--- STORED DATA Enclosed Below ---

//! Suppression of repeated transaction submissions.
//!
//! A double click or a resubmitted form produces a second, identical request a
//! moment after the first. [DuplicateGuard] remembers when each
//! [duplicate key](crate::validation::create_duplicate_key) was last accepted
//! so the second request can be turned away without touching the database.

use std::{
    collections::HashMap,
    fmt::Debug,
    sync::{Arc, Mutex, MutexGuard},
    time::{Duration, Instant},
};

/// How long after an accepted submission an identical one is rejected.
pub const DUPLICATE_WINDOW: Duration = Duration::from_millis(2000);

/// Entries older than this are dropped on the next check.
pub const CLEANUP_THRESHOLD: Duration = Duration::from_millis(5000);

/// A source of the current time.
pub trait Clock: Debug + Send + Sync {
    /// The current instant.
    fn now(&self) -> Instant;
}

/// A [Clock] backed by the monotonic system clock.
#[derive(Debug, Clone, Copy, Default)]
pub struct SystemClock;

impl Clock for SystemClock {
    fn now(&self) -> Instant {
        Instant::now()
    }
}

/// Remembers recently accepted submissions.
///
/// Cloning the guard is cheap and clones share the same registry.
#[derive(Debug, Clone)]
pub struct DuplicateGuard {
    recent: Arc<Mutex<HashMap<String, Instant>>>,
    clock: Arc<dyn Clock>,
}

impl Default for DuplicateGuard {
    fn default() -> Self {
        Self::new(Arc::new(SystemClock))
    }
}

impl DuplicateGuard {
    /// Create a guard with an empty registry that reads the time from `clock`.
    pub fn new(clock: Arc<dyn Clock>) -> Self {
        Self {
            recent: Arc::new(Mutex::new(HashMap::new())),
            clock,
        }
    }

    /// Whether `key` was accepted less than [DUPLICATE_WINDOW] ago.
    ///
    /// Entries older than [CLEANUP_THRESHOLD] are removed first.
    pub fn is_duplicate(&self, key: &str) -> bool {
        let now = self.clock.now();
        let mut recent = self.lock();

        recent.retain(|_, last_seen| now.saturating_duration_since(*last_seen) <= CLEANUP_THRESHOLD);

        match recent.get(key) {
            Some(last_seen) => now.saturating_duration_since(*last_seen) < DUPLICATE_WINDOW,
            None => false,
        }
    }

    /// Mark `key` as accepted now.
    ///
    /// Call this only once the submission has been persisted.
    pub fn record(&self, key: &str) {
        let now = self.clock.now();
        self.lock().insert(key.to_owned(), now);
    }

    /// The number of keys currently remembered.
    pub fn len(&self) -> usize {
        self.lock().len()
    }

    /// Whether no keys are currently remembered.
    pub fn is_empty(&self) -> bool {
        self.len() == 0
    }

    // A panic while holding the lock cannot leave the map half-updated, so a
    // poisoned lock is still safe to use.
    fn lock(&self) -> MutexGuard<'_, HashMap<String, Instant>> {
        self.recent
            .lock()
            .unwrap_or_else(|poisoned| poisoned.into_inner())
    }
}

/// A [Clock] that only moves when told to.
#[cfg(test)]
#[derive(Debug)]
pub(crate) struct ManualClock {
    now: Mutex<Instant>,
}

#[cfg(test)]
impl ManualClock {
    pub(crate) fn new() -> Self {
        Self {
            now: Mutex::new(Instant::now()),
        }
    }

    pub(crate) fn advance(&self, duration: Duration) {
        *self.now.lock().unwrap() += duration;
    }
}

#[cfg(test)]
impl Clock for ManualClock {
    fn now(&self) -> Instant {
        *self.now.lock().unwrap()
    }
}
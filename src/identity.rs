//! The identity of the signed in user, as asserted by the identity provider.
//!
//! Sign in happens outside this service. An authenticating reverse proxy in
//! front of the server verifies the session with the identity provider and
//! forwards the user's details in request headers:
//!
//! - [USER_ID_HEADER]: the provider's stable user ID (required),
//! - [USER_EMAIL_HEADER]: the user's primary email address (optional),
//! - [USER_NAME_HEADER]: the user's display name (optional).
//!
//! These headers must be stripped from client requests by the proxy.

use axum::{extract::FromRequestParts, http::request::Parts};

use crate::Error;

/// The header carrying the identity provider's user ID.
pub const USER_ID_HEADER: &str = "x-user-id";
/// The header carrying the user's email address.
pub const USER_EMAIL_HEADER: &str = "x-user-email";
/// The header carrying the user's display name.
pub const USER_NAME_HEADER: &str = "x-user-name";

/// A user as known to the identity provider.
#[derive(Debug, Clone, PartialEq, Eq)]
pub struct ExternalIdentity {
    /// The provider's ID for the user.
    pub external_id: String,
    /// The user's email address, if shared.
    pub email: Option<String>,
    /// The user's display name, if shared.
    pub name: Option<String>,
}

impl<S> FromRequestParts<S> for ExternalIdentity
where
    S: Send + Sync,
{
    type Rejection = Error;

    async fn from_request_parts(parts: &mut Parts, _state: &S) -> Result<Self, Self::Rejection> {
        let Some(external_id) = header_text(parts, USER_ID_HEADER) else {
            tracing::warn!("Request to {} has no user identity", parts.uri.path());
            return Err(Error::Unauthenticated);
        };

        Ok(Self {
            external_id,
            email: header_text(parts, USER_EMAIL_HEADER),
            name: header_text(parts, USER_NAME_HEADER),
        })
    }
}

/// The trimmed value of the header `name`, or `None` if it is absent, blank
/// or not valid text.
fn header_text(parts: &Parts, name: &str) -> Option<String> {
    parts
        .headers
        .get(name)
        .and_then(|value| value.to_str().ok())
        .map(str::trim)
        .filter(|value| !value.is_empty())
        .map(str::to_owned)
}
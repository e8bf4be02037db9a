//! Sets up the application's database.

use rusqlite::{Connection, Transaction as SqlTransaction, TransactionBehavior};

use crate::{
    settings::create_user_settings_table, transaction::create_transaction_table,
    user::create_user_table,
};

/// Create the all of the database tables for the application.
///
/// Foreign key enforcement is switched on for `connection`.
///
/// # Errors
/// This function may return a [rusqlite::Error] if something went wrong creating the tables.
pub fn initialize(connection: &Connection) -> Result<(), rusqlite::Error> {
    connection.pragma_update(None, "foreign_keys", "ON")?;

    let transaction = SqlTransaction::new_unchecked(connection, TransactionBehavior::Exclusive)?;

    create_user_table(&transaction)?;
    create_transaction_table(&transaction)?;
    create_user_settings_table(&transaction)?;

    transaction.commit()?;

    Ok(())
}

--- End of Enclosed STORED DATA ---

## WHAT TO DO
Write out every entry above, word for word.

## PROBLEM SOLUTION
//! Suppression of repeated transaction submissions.
//!
//! A double click or a resubmitted form produces a second, identical request a
//! moment after the first. [DuplicateGuard] remembers when each
//! [duplicate key](crate::validation::create_duplicate_key) was last accepted
//! so the second request can be turned away without touching the database.

use std::{
    collections::HashMap,
    fmt::Debug,
    sync::{Arc, Mutex, MutexGuard},
    time::{Duration, Instant},
};

/// How long after an accepted submission an identical one is rejected.
pub const DUPLICATE_WINDOW: Duration = Duration::from_millis(2000);

/// Entries older than this are dropped on the next check.
pub const CLEANUP_THRESHOLD: Duration = Duration::from_millis(5000);

/// A source of the current time.
pub trait Clock: Debug + Send + Sync {
    /// The current instant.
    fn now(&self) -> Instant;
}

/// A [Clock] backed by the monotonic system clock.
#[derive(Debug, Clone, Copy, Default)]
pub struct SystemClock;

impl Clock for SystemClock {
    fn now(&self) -> Instant {
        Instant::now()
    }
}

/// Remembers recently accepted submissions.
///
/// Cloning the guard is cheap and clones share the same registry.
#[derive(Debug, Clone)]
pub struct DuplicateGuard {
    recent: Arc<Mutex<HashMap<String, Instant>>>,
    clock: Arc<dyn Clock>,
}

impl Default for DuplicateGuard {
    fn default() -> Self {
        Self::new(Arc::new(SystemClock))
    }
}

impl DuplicateGuard {
    /// Create a guard with an empty registry that reads the time from `clock`.
    pub fn new(clock: Arc<dyn Clock>) -> Self {
        Self {
            recent: Arc::new(Mutex::new(HashMap::new())),
            clock,
        }
    }

    /// Whether `key` was accepted less than [DUPLICATE_WINDOW] ago.
    ///
    /// Entries older than [CLEANUP_THRESHOLD] are removed first.
    pub fn is_duplicate(&self, key: &str) -> bool {
        let now = self.clock.now();
        let mut recent = self.lock();

        recent.retain(|_, last_seen| now.saturating_duration_since(*last_seen) <= CLEANUP_THRESHOLD);

        match recent.get(key) {
            Some(last_seen) => now.saturating_duration_since(*last_seen) < DUPLICATE_WINDOW,
            None => false,
        }
    }

    /// Mark `key` as accepted now.
    ///
    /// Call this only once the submission has been persisted.
    pub fn record(&self, key: &str) {
        let now = self.clock.now();
        self.lock().insert(key.to_owned(), now);
    }

    /// The number of keys currently remembered.
    pub fn len(&self) -> usize {
        self.lock().len()
    }

    /// Whether no keys are currently remembered.
    pub fn is_empty(&self) -> bool {
        self.len() == 0
    }

    // A panic while holding the lock cannot leave the map half-updated, so a
    // poisoned lock is still safe to use.
    fn lock(&self) -> MutexGuard<'_, HashMap<String, Instant>> {
        self.recent
            .lock()
            .unwrap_or_else(|poisoned| poisoned.into_inner())
    }
}

/// A [Clock] that only moves when told to.
#[cfg(test)]
#[derive(Debug)]
pub(crate) struct ManualClock {
    now: Mutex<Instant>,
}

#[cfg(test)]
impl ManualClock {
    pub(crate) fn new() -> Self {
        Self {
            now: Mutex::new(Instant::now()),
        }
    }

    pub(crate) fn advance(&self, duration: Duration) {
        *self.now.lock().unwrap() += duration;
    }
}

#[cfg(test)]
impl Clock for ManualClock {
    fn now(&self) -> Instant {
        *self.now.lock().unwrap()
    }
}
filename src/identity.rs
//! The identity of the signed in user, as asserted by the identity provider.
//!
//! Sign in happens outside this service. An authenticating reverse proxy in
//! front of the server verifies the session with the identity provider and
//! forwards the user's details in request headers:
//!
//! - [USER_ID_HEADER]: the provider's stable user ID (required),
//! - [USER_EMAIL_HEADER]: the user's primary email address (optional),
//! - [USER_NAME_HEADER]: the user's display name (optional).
//!
//! These headers must be stripped from client requests by the proxy.

use axum::{extract::FromRequestParts, http::request::Parts};

use crate::Error;

/// The header carrying the identity provider's user ID.
pub const USER_ID_HEADER: &str = "x-user-id";
/// The header carrying the user's email address.
pub const USER_EMAIL_HEADER: &str = "x-user-email";
/// The header carrying the user's display name.
pub const USER_NAME_HEADER: &str = "x-user-name";

/// A user as known to the identity provider.
#[derive(Debug, Clone, PartialEq, Eq)]
pub struct ExternalIdentity {
    /// The provider's ID for the user.
    pub external_id: String,
    /// The user's email address, if shared.
    pub email: Option<String>,
    /// The user's display name, if shared.
    pub name: Option<String>,
}

impl<S> FromRequestParts<S> for ExternalIdentity
where
    S: Send + Sync,
{
    type Rejection = Error;

    async fn from_request_parts(parts: &mut Parts, _state: &S) -> Result<Self, Self::Rejection> {
        let Some(external_id) = header_text(parts, USER_ID_HEADER) else {
            tracing::warn!("Request to {} has no user identity", parts.uri.path());
            return Err(Error::Unauthenticated);
        };

        Ok(Self {
            external_id,
            email: header_text(parts, USER_EMAIL_HEADER),
            name: header_text(parts, USER_NAME_HEADER),
        })
    }
}

/// The trimmed value of the header `name`, or `None` if it is absent, blank
/// or not valid text.
fn header_text(parts: &Parts, name: &str) -> Option<String> {
    parts
        .headers
        .get(name)
        .and_then(|value| value.to_str().ok())
        .map(str::trim)
        .filter(|value| !value.is_empty())
        .map(str::to_owned)
}
repository e8bf4be02037db9a
//! Sets up the application's database.

use rusqlite::{Connection, Transaction as SqlTransaction, TransactionBehavior};

use crate::{
    settings::create_user_settings_table, transaction::create_transaction_table,
    user::create_user_table,
};

/// Create the all of the database tables for the application.
///
/// Foreign key enforcement is switched on for `connection`.
///
/// # Errors
/// This function may return a [rusqlite::Error] if something went wrong creating the tables.
pub fn initialize(connection: &Connection) -> Result<(), rusqlite::Error> {
    connection.pragma_update(None, "foreign_keys", "ON")?;

    let transaction = SqlTransaction::new_unchecked(connection, TransactionBehavior::Exclusive)?;

    create_user_table(&transaction)?;
    create_transaction_table(&transaction)?;
    create_user_settings_table(&transaction)?;

    transaction.commit()?;

    Ok(())
}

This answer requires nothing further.